Melissa clucked her tongue in mock disapproval. “My goodness, Theo, what have you been up to?”

Theo shrugged and smiled haplessly. Shaking her head, Melissa couldn’t help but smile back, feeling a warmth surge up in her that was far from being in love.

Telling them nothing, she helped them get Theo to the Med Center.

Watching the MRI tech and the night nurse load Theo Siegel into the big magnetic resonance chamber, Doc Lysenko seemed moved almost to tears.

“I didn’t believe I would see equipment like this up and running for many years,” he told Cal, who stood alongside him in the waiting room just outside. “Truly, this town has accomplished the miraculous.”

Yes, Cal acknowledged silently to himself, but at what price? His hand rested on the hilt of his sword and he noticed that, despite his words, Doc kept a close grip on the rifle.

Miles to go before we sleep…

Cal glanced over to where the young woman who had introduced herself as Melissa Wade sat waiting nearby, idly flipping through an old magazine-what other kind were there now? The photo he’d seen in Theo’s wallet hadn’t done her justice. She was breathtaking, and not flashy about it. In fact, dressed casually in jeans and an oversized man’s work shirt, it was obvious she was trying to downplay it.

Still sitting, Melissa stretched, one hand sweeping the hair up off her graceful neck, craning her neck against the kinks.

Cal felt a chill-on the back of her neck was a bump seemingly identical to the one he’d felt on Theo when helping him out of the El Dorado.

When they were alone again, he would mention this to Doc. He felt certain Doc would be equally intrigued; perhaps the two of them might prevail on the medical staff to later run an additional MRI on Theo Siegel’s neck.

Just keep an eye out for what you really need, the grunter boy Inigo had told Cal. But were these mysterious bumps part of what Cal needed or merely yet another of an endless series of distractions, delays from getting what he needed, to get where he had to go?

Spying an intern passing by in the hallway, Doc exited quickly and collared the man. Through the door, Cal could hear Doc requesting access to a microscope.

He watched as the intern led Doc away, and made no move to intercede.

Half an hour later, Doc returned and took him aside, out of earshot of Melissa Wade. The young woman continued to read her magazine, seemingly unconcerned with them.

“I needed to verify a suspicion, Calvin,” Doc said.

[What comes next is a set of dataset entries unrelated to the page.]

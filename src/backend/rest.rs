use async_trait::async_trait;
use axum::http::StatusCode;
use reqwest::header::{HeaderMap, HeaderValue, AUTHORIZATION, CONTENT_TYPE};
use serde::de::DeserializeOwned;
use serde::Deserialize;
use serde_json::{json, Value};
use std::sync::Arc;

use super::MatchBackend;
use crate::config::RestBackendConfig;
use crate::error::BackendError;
use crate::models::{Project, Role, SwipeRecord, TargetKind, UserProfile};

/// PostgREST-style remote backend: `/rest/v1/rpc/*` for geo search, plain
/// table endpoints for row access.
#[derive(Clone)]
pub struct RestBackend {
    client: reqwest::Client,
    base_url: String,
    api_key: String,
    access_token: Option<String>,
}

#[derive(Debug, Deserialize)]
struct IdRow {
    id: String,
}

#[derive(Debug, Deserialize)]
struct NameRow {
    full_name: Option<String>,
}

impl RestBackend {
    pub fn new(config: &RestBackendConfig) -> Self {
        Self {
            client: reqwest::Client::new(),
            base_url: config.base_url.trim_end_matches('/').to_string(),
            api_key: config.api_key.clone(),
            access_token: None,
        }
    }

    /// Same client, but requests run as the given user so row-level
    /// policies and token checks apply upstream.
    pub fn for_user(&self, access_token: &str) -> Self {
        Self {
            access_token: Some(access_token.to_string()),
            ..self.clone()
        }
    }

    fn headers(&self) -> HeaderMap {
        let mut headers = HeaderMap::new();
        if let Ok(key) = HeaderValue::from_str(&self.api_key) {
            headers.insert("apikey", key);
        }
        let bearer = self.access_token.as_deref().unwrap_or(&self.api_key);
        if let Ok(bearer) = HeaderValue::from_str(&format!("Bearer {}", bearer)) {
            headers.insert(AUTHORIZATION, bearer);
        }
        headers.insert(CONTENT_TYPE, HeaderValue::from_static("application/json"));
        headers
    }

    fn url(&self, path: &str) -> String {
        format!("{}/rest/v1/{}", self.base_url, path)
    }

    async fn read_json<T: DeserializeOwned>(resp: reqwest::Response) -> Result<T, BackendError> {
        let status =
            StatusCode::from_u16(resp.status().as_u16()).unwrap_or(StatusCode::BAD_GATEWAY);
        let bytes = resp.bytes().await?;
        if !status.is_success() {
            let body = serde_json::from_slice::<Value>(&bytes).ok();
            return Err(BackendError::Status { status, body });
        }
        Ok(serde_json::from_slice(&bytes)?)
    }

    async fn expect_success(resp: reqwest::Response) -> Result<(), BackendError> {
        let status =
            StatusCode::from_u16(resp.status().as_u16()).unwrap_or(StatusCode::BAD_GATEWAY);
        if status.is_success() {
            return Ok(());
        }
        let body = resp.json::<Value>().await.ok();
        Err(BackendError::Status { status, body })
    }

    async fn rpc<T: DeserializeOwned>(&self, name: &str, params: Value) -> Result<T, BackendError> {
        let resp = self
            .client
            .post(self.url(&format!("rpc/{}", name)))
            .headers(self.headers())
            .json(&params)
            .send()
            .await?;
        Self::read_json(resp).await
    }

    async fn insert_row(&self, table: &str, row: Value) -> Result<(), BackendError> {
        let resp = self
            .client
            .post(self.url(table))
            .headers(self.headers())
            .header("Prefer", "return=minimal")
            .json(&row)
            .send()
            .await?;
        Self::expect_success(resp).await
    }

    async fn select_profile<T: DeserializeOwned>(
        &self,
        columns: &str,
        user_id: &str,
    ) -> Result<Option<T>, BackendError> {
        let user_filter = format!("eq.{}", user_id);
        let resp = self
            .client
            .get(self.url("profiles"))
            .headers(self.headers())
            .query(&[
                ("select", columns),
                ("user_id", user_filter.as_str()),
                ("limit", "1"),
            ])
            .send()
            .await?;
        let rows: Vec<T> = Self::read_json(resp).await?;
        Ok(rows.into_iter().next())
    }
}

#[async_trait]
impl MatchBackend for RestBackend {
    fn with_access_token(self: Arc<Self>, access_token: &str) -> Arc<dyn MatchBackend> {
        Arc::new(self.for_user(access_token))
    }

    async fn search_projects_by_location(
        &self,
        center_lat: f64,
        center_lon: f64,
        radius_km: f64,
    ) -> Result<Vec<Project>, BackendError> {
        self.rpc(
            "search_projects_by_location",
            json!({
                "center_lat": center_lat,
                "center_lon": center_lon,
                "radius_km": radius_km,
            }),
        )
        .await
    }

    async fn search_profiles_by_location(
        &self,
        center_lat: f64,
        center_lon: f64,
        radius_km: f64,
        role: Option<Role>,
    ) -> Result<Vec<UserProfile>, BackendError> {
        self.rpc(
            "search_profiles_by_location",
            json!({
                "center_lat": center_lat,
                "center_lon": center_lon,
                "radius_km": radius_km,
                "role_filter": role.map(Role::as_str),
            }),
        )
        .await
    }

    async fn resolve_actor_profile_id(
        &self,
        auth_user_id: &str,
    ) -> Result<Option<String>, BackendError> {
        let row: Option<IdRow> = self.select_profile("id", auth_user_id).await?;
        Ok(row.map(|r| r.id))
    }

    async fn insert_pending_match(
        &self,
        actor_profile_id: &str,
        target_id: &str,
        target_kind: TargetKind,
    ) -> Result<(), BackendError> {
        self.insert_row(
            "matches",
            json!({
                "actor_profile_id": actor_profile_id,
                "target_id": target_id,
                "target_kind": target_kind.as_str(),
                "status": "pending",
            }),
        )
        .await
    }

    async fn insert_swipe(&self, record: &SwipeRecord) -> Result<(), BackendError> {
        self.insert_row("swipes", serde_json::to_value(record)?).await
    }

    async fn profile_display_name(&self, user_id: &str) -> Result<Option<String>, BackendError> {
        let row: Option<NameRow> = self.select_profile("full_name", user_id).await?;
        Ok(row.and_then(|r| r.full_name))
    }
}

#[cfg(test)]
mod tests {
    use super::*;

    fn unreachable_backend() -> RestBackend {
        RestBackend::new(&RestBackendConfig {
            base_url: "http://127.0.0.1:9/".to_string(),
            api_key: "anon".to_string(),
        })
    }

    #[test]
    fn urls_are_built_under_rest_v1() {
        let backend = unreachable_backend();
        assert_eq!(
            backend.url("rpc/search_projects_by_location"),
            "http://127.0.0.1:9/rest/v1/rpc/search_projects_by_location"
        );
    }

    #[test]
    fn every_request_carries_api_key_and_bearer() {
        let headers = unreachable_backend().headers();
        assert_eq!(headers.get("apikey").unwrap(), "anon");
        assert_eq!(headers.get(AUTHORIZATION).unwrap(), "Bearer anon");
    }

    #[test]
    fn user_requests_carry_the_user_token() {
        let backend = unreachable_backend();
        let headers = backend.for_user("user-jwt").headers();
        assert_eq!(headers.get("apikey").unwrap(), "anon");
        assert_eq!(headers.get(AUTHORIZATION).unwrap(), "Bearer user-jwt");
        assert_eq!(backend.headers().get(AUTHORIZATION).unwrap(), "Bearer anon");
    }

    #[tokio::test]
    async fn transport_failure_is_reported_not_panicked() {
        let err = unreachable_backend()
            .search_projects_by_location(48.8566, 2.3522, 10.0)
            .await
            .unwrap_err();
        assert!(matches!(err, BackendError::Transport(_)));
    }
}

He held up Colleen’s amulet, the one Papa Sky had given her in Chicago, the one that had saved them from Primal. Then he showed Cal the ragged piece of hide he had sawed off the dead dragon outside of town. “This and this, the same. At least, the same species, but not the same individual. They’re dragon scales.”

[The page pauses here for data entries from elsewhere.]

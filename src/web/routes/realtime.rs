use axum::{
    extract::{
        ws::{Message, WebSocket, WebSocketUpgrade},
        Path, State,
    },
    response::Response,
    Extension,
};
use futures::{SinkExt, StreamExt};
use std::sync::Arc;
use tracing::{debug, info, warn};

use crate::error::AppError;
use crate::realtime::{ChannelName, Relay, SignalMessage};
use crate::web::middleware::auth::AuthenticatedUser;
use crate::web::AppState;

/// Upgrades to a websocket bound to one relay channel. Inboxes are
/// read-only; call channels accept signals from either participant.
pub async fn realtime_ws(
    ws: WebSocketUpgrade,
    State(state): State<AppState>,
    Extension(user): Extension<AuthenticatedUser>,
    Path(channel): Path<String>,
) -> Result<Response, AppError> {
    let channel = ChannelName::parse(&channel)
        .ok_or_else(|| AppError::BadRequest(format!("unknown channel '{}'", channel)))?;
    if !channel.allowed_for(&user.id) {
        return Err(AppError::Unauthorized);
    }

    let relay = state.relay.clone();
    Ok(ws.on_upgrade(move |socket| handle_socket(socket, relay, channel, user.id)))
}

async fn handle_socket(socket: WebSocket, relay: Arc<Relay>, channel: ChannelName, user_id: String) {
    let key = channel.as_key();
    let writable = matches!(channel, ChannelName::Call(_));
    let mut subscription = relay.subscribe(&key);
    let (mut sender, mut receiver) = socket.split();
    info!(channel = %key, user = %user_id, "🔌 Realtime socket opened");

    loop {
        tokio::select! {
            outbound = subscription.recv() => {
                let Some(msg) = outbound else { break };
                if msg.from == user_id {
                    continue;
                }
                let Ok(text) = serde_json::to_string(&msg) else { continue };
                if sender.send(Message::Text(text)).await.is_err() {
                    break;
                }
            }
            inbound = receiver.next() => {
                match inbound {
                    Some(Ok(Message::Text(text))) if writable => {
                        match serde_json::from_str::<SignalMessage>(&text) {
                            Ok(mut msg) => {
                                msg.from = user_id.clone();
                                relay.publish(&key, msg);
                            }
                            Err(e) => debug!(channel = %key, "ignoring malformed signal: {}", e),
                        }
                    }
                    Some(Ok(Message::Close(_))) | None => break,
                    Some(Ok(_)) => {}
                    Some(Err(e)) => {
                        warn!(channel = %key, "🔌 Socket error: {}", e);
                        break;
                    }
                }
            }
        }
    }

    info!(channel = %key, user = %user_id, "🔌 Realtime socket closed");
}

Incredible. To date, Cal had seen only two dragons up close, Ely Stern and the one he had killed today. It was hard to imagine that Papa Sky, aging and blind, had had a run-in with a dragon and lived to tell about it. He’d said the scale had been given to him by some unseen “friend.” Supposing Papa Sky’s mystery man really existed, how had he come into possession of something like this? And how had he known what powers it possessed-how vital it would be to their survival?